Plus here's the data for even teams to compare (is not affected by the custom model)
Even teams

Win chance for 10: (39.97%, 60.03%) red: 34892, green: 33791, difference: 1101, close: True, team_lengths: 7, 7
Win chance for 13: (34.57%, 65.43%) red: 30909, green: 29929, difference: 980, close: True, team_lengths: 5, 5
Win chance for 30: (42.55%, 57.45%) red: 36732, green: 35091, difference: 1641, close: True, team_lengths: 6, 6
Win chance for 48: (56.88%, 43.12%) red: 25248, green: 27170, difference: 1922, close: True, team_lengths: 5, 5
Win chance for 55: (29.17%, 70.83%) red: 33772, green: 31232, difference: 2540, close: True, team_lengths: 6, 6
Win chance for 77: (47.55%, 52.45%) red: 37652, green: 33592, difference: 4060, close: True, team_lengths: 6, 6
Win chance for 95: (44.52%, 55.48%) red: 40593, green: 40434, difference: 159, close: True, team_lengths: 7, 7
Win chance for 100: (47.35%, 52.65%) red: 40792, green: 36472, difference: 4320, close: True, team_lengths: 6, 6
Win chance for 110: (47.75%, 52.25%) red: 37152, green: 35832, difference: 1320, close: True, team_lengths: 6, 6
Win chance for 111: (47.75%, 52.25%) red: 36692, green: 33312, difference: 3380, close: True, team_lengths: 6, 6
Win chance for 123: (43.48%, 56.52%) red: 31290, green: 31012, difference: 278, close: True, team_lengths: 6, 6
Win chance for 130: (61.16%, 38.84%) red: 28871, green: 31930, difference: 3059, close: True, team_lengths: 6, 6

I have lots of data for this and I can provide more if needed (or if it needs to be displayed differently). I'm also available if you would like to test any additions on my codebase, I'd be happy to help out with that part.
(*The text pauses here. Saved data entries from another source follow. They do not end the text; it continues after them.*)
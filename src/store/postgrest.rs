use std::sync::Arc;

use async_trait::async_trait;
use reqwest::Client;
use serde_json::{Map, Value};
use tracing::debug;
use trip_planner_auth::Auth;
use trip_planner_postgrest::PostgrestClient;

use super::{Document, DocumentStore, UPDATED_AT};
use crate::error::{PlannerError, Result};

// Postgres resolves this literal to the transaction timestamp when it is
// cast to timestamptz, so `updatedAt` is assigned by the server.
const SERVER_NOW: &str = "now";

/// Document store backed by the PostgREST API.
///
/// Each collection is a table with a text `id` primary key. Requests carry
/// the signed-in user's access token when there is one, otherwise the anon key.
#[derive(Clone)]
pub struct PostgrestStore {
    url: String,
    key: String,
    http_client: Client,
    auth: Option<Arc<Auth>>,
}

impl PostgrestStore {
    pub fn new(url: &str, key: &str, http_client: Client) -> Self {
        Self {
            url: url.trim_end_matches('/').to_string(),
            key: key.to_string(),
            http_client,
            auth: None,
        }
    }

    /// Authorise requests with the session held by `auth`
    pub fn with_auth(mut self, auth: Arc<Auth>) -> Self {
        self.auth = Some(auth);
        self
    }

    fn from(&self, collection: &str) -> Result<PostgrestClient> {
        let client = PostgrestClient::new(&self.url, &self.key, collection, self.http_client.clone())?;
        match self.auth.as_ref().and_then(|auth| auth.get_session()) {
            Some(session) => Ok(client.with_auth(&session.access_token)?),
            None => Ok(client),
        }
    }
}

fn object(record: Value) -> Result<Map<String, Value>> {
    match record {
        Value::Object(map) => Ok(map),
        other => Err(PlannerError::store(format!(
            "documents must be JSON objects, got {}",
            other
        ))),
    }
}

fn stamped(record: Value) -> Result<Value> {
    let mut map = object(record)?;
    map.insert(UPDATED_AT.to_string(), Value::String(SERVER_NOW.to_string()));
    Ok(Value::Object(map))
}

fn into_document(row: Value) -> Result<Document> {
    let id = match row.get("id") {
        Some(Value::String(id)) => id.clone(),
        Some(Value::Number(id)) => id.to_string(),
        _ => return Err(PlannerError::store("row has no id column")),
    };
    Ok(Document { id, data: row })
}

fn returned_rows(value: Value) -> Vec<Value> {
    match value {
        Value::Array(rows) => rows,
        Value::Null => Vec::new(),
        row => vec![row],
    }
}

#[async_trait]
impl DocumentStore for PostgrestStore {
    async fn create(&self, collection: &str, record: Value) -> Result<Document> {
        debug!(collection, "insert");
        let returned = self.from(collection)?.insert(stamped(record)?).await?;
        let row = returned_rows(returned)
            .into_iter()
            .next()
            .ok_or_else(|| PlannerError::store("insert returned no rows"))?;
        into_document(row)
    }

    async fn set(&self, collection: &str, id: &str, record: Value) -> Result<()> {
        debug!(collection, id, "upsert");
        let mut map = object(stamped(record)?)?;
        map.insert("id".to_string(), Value::String(id.to_string()));
        self.from(collection)?.upsert(Value::Object(map)).await?;
        Ok(())
    }

    async fn get(&self, collection: &str, id: &str) -> Result<Option<Document>> {
        debug!(collection, id, "select one");
        let rows = self
            .from(collection)?
            .select("*")
            .eq("id", id)
            .limit(1)
            .execute::<Value>()
            .await?;
        rows.into_iter().next().map(into_document).transpose()
    }

    async fn query(&self, collection: &str, field: &str, value: &str) -> Result<Vec<Document>> {
        debug!(collection, field, "select where");
        let rows = self
            .from(collection)?
            .select("*")
            .eq(field, value)
            .execute::<Value>()
            .await?;
        rows.into_iter().map(into_document).collect()
    }

    async fn update(&self, collection: &str, id: &str, patch: Value) -> Result<()> {
        debug!(collection, id, "update");
        let returned = self
            .from(collection)?
            .eq("id", id)
            .update(stamped(patch)?)
            .await?;
        if returned_rows(returned).is_empty() {
            return Err(PlannerError::NotFound);
        }
        Ok(())
    }

    async fn delete(&self, collection: &str, id: &str) -> Result<()> {
        debug!(collection, id, "delete");
        self.from(collection)?.eq("id", id).delete().await?;
        Ok(())
    }
}
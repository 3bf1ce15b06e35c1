use serde_json::json;
use std::io::Write;
use trip_planner_upload::{CloudinaryClient, ImageFile, UploadError, UploadSource};
use wiremock::matchers::{method, path};
use wiremock::{Mock, MockServer, Request, ResponseTemplate};

fn body_contains(needle: &'static str) -> impl Fn(&Request) -> bool + Send + Sync + 'static {
    move |request: &Request| String::from_utf8_lossy(&request.body).contains(needle)
}

#[test]
fn test_upload_local_file_sends_preset_and_file() {
    tokio_test::block_on(async {
        let mock_server = MockServer::start().await;

        Mock::given(method("POST"))
            .and(path("/v1_1/demo-cloud/image/upload"))
            .and(body_contains("name=\"upload_preset\""))
            .and(body_contains("unsigned_uploads"))
            .and(body_contains("filename=\"cover.png\""))
            .respond_with(ResponseTemplate::new(200).set_body_json(json!({
                "public_id": "cover",
                "secure_url": "https://res.cloudinary.com/demo-cloud/image/upload/cover.png"
            })))
            .expect(1)
            .mount(&mock_server)
            .await;

        let dir = tempfile::tempdir().unwrap();
        let file_path = dir.path().join("cover.png");
        let mut file = std::fs::File::create(&file_path).unwrap();
        file.write_all(b"not really a png").unwrap();

        let image = ImageFile::from_path(&file_path).await.unwrap();
        assert_eq!(image.source, UploadSource::Local);

        let client = CloudinaryClient::new("demo-cloud", "unsigned_uploads", reqwest::Client::new())
            .with_base_url(&mock_server.uri());
        let uploaded = client.upload(image).await.unwrap();

        assert_eq!(
            uploaded.secure_url,
            "https://res.cloudinary.com/demo-cloud/image/upload/cover.png"
        );
        assert_eq!(uploaded.format, None);
    });
}

#[test]
fn test_missing_file_is_an_io_error() {
    tokio_test::block_on(async {
        let dir = tempfile::tempdir().unwrap();
        let result = ImageFile::from_path(&dir.path().join("missing.png")).await;
        assert!(matches!(result, Err(UploadError::IoError(_))));
    });
}
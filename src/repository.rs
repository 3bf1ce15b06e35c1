//! Owner-enforced access to itineraries
//!
//! Every call takes the caller's [`Identity`]. A record that belongs to
//! someone else is indistinguishable from one that does not exist: both are
//! [`PlannerError::NotFound`].

use std::sync::Arc;

use serde_json::json;
use tracing::{debug, warn};

use crate::error::{PlannerError, Result};
use crate::model::{Itinerary, ITINERARIES};
use crate::session::Identity;
use crate::store::{Document, DocumentStore};

#[derive(Clone)]
pub struct ItineraryRepository {
    store: Arc<dyn DocumentStore>,
}

impl ItineraryRepository {
    pub fn new(store: Arc<dyn DocumentStore>) -> Self {
        Self { store }
    }

    pub fn store(&self) -> &Arc<dyn DocumentStore> {
        &self.store
    }

    fn owned_by(document: &Document, owner: &Identity) -> bool {
        document.data.get("userId").and_then(|v| v.as_str()) == Some(owner.uid.as_str())
    }

    /// All itineraries of `owner`. Documents that fail to decode are skipped.
    pub async fn list(&self, owner: &Identity) -> Result<Vec<Itinerary>> {
        let documents = self.store.query(ITINERARIES, "userId", &owner.uid).await?;
        debug!(uid = %owner.uid, count = documents.len(), "fetched itineraries");

        let itineraries = documents
            .into_iter()
            .filter(|doc| Self::owned_by(doc, owner))
            .filter_map(|doc| {
                let id = doc.id.clone();
                match Itinerary::from_document(doc) {
                    Ok(itinerary) => Some(itinerary),
                    Err(err) => {
                        warn!(%id, error = %err, "skipping malformed itinerary");
                        None
                    }
                }
            })
            .collect();
        Ok(itineraries)
    }

    async fn owned_document(&self, owner: &Identity, id: &str) -> Result<Document> {
        match self.store.get(ITINERARIES, id).await? {
            Some(document) if Self::owned_by(&document, owner) => Ok(document),
            Some(_) => {
                warn!(uid = %owner.uid, %id, "itinerary belongs to another user");
                Err(PlannerError::NotFound)
            }
            None => Err(PlannerError::NotFound),
        }
    }

    pub async fn fetch(&self, owner: &Identity, id: &str) -> Result<Itinerary> {
        Itinerary::from_document(self.owned_document(owner, id).await?)
    }

    /// Persists a new itinerary owned by `owner` and returns it with its id.
    pub async fn create(&self, owner: &Identity, mut itinerary: Itinerary) -> Result<Itinerary> {
        itinerary.user_id = owner.uid.clone();
        let document = self
            .store
            .create(ITINERARIES, serde_json::to_value(&itinerary)?)
            .await?;
        debug!(id = %document.id, "itinerary created");
        Itinerary::from_document(document)
    }

    pub async fn set_favorite(&self, owner: &Identity, id: &str, value: bool) -> Result<()> {
        self.owned_document(owner, id).await?;
        self.store
            .update(ITINERARIES, id, json!({ "isFavorite": value }))
            .await
    }

    pub async fn delete(&self, owner: &Identity, id: &str) -> Result<()> {
        self.owned_document(owner, id).await?;
        self.store.delete(ITINERARIES, id).await
    }
}
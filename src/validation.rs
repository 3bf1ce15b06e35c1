//! Input validation rules
//!
//! Everything here runs before any capability is called, so a rejected
//! input never reaches the session provider or the document store.

use chrono::NaiveDate;
use thiserror::Error;

/// Validation failures reported back to the user verbatim.
#[derive(Error, Debug, Clone, PartialEq, Eq)]
pub enum ValidationError {
    #[error("All fields are required")]
    MissingFields,

    #[error("At least one activity is required")]
    LastActivity,

    #[error("No activity at position {0}")]
    ActivityIndex(usize),

    #[error("Password does not match")]
    PasswordMismatch,

    #[error("Email and password are required")]
    MissingCredentials,

    #[error("Invalid date for {field}: {value}")]
    InvalidDate { field: &'static str, value: String },

    #[error("Unknown trip type: {0}")]
    UnknownTripType(String),

    #[error("Unknown filter: {0}")]
    UnknownFilter(String),
}

/// Rejects when any of the given values is empty.
pub fn require_all(values: &[&str]) -> Result<(), ValidationError> {
    if values.iter().any(|value| value.is_empty()) {
        return Err(ValidationError::MissingFields);
    }
    Ok(())
}

/// Parses a `YYYY-MM-DD` calendar date.
pub fn parse_date(field: &'static str, value: &str) -> Result<NaiveDate, ValidationError> {
    NaiveDate::parse_from_str(value.trim(), "%Y-%m-%d").map_err(|_| {
        ValidationError::InvalidDate {
            field,
            value: value.to_string(),
        }
    })
}

/// Parses an optional date; blank means "not set".
pub fn parse_optional_date(
    field: &'static str,
    value: &str,
) -> Result<Option<NaiveDate>, ValidationError> {
    if value.trim().is_empty() {
        return Ok(None);
    }
    parse_date(field, value).map(Some)
}

/// Removal rule for the activity list: position must exist and one must remain.
pub fn check_activity_removal(len: usize, index: usize) -> Result<(), ValidationError> {
    if len <= 1 {
        return Err(ValidationError::LastActivity);
    }
    if index >= len {
        return Err(ValidationError::ActivityIndex(index));
    }
    Ok(())
}

pub fn check_credentials(email: &str, password: &str) -> Result<(), ValidationError> {
    if email.trim().is_empty() || password.is_empty() {
        return Err(ValidationError::MissingCredentials);
    }
    Ok(())
}

pub fn check_password_confirmation(password: &str, confirm: &str) -> Result<(), ValidationError> {
    if password != confirm {
        return Err(ValidationError::PasswordMismatch);
    }
    Ok(())
}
A few instances of data are unfortunately not sufficient. We require match counts in the tens of thousands (the bigger the better) from real and actually played games to verify the effectiveness of such changes. To show that changes work, we use these open-source datasets to perform data analysis and measure performance. You can see the datasets used in /benchmark as a starting point.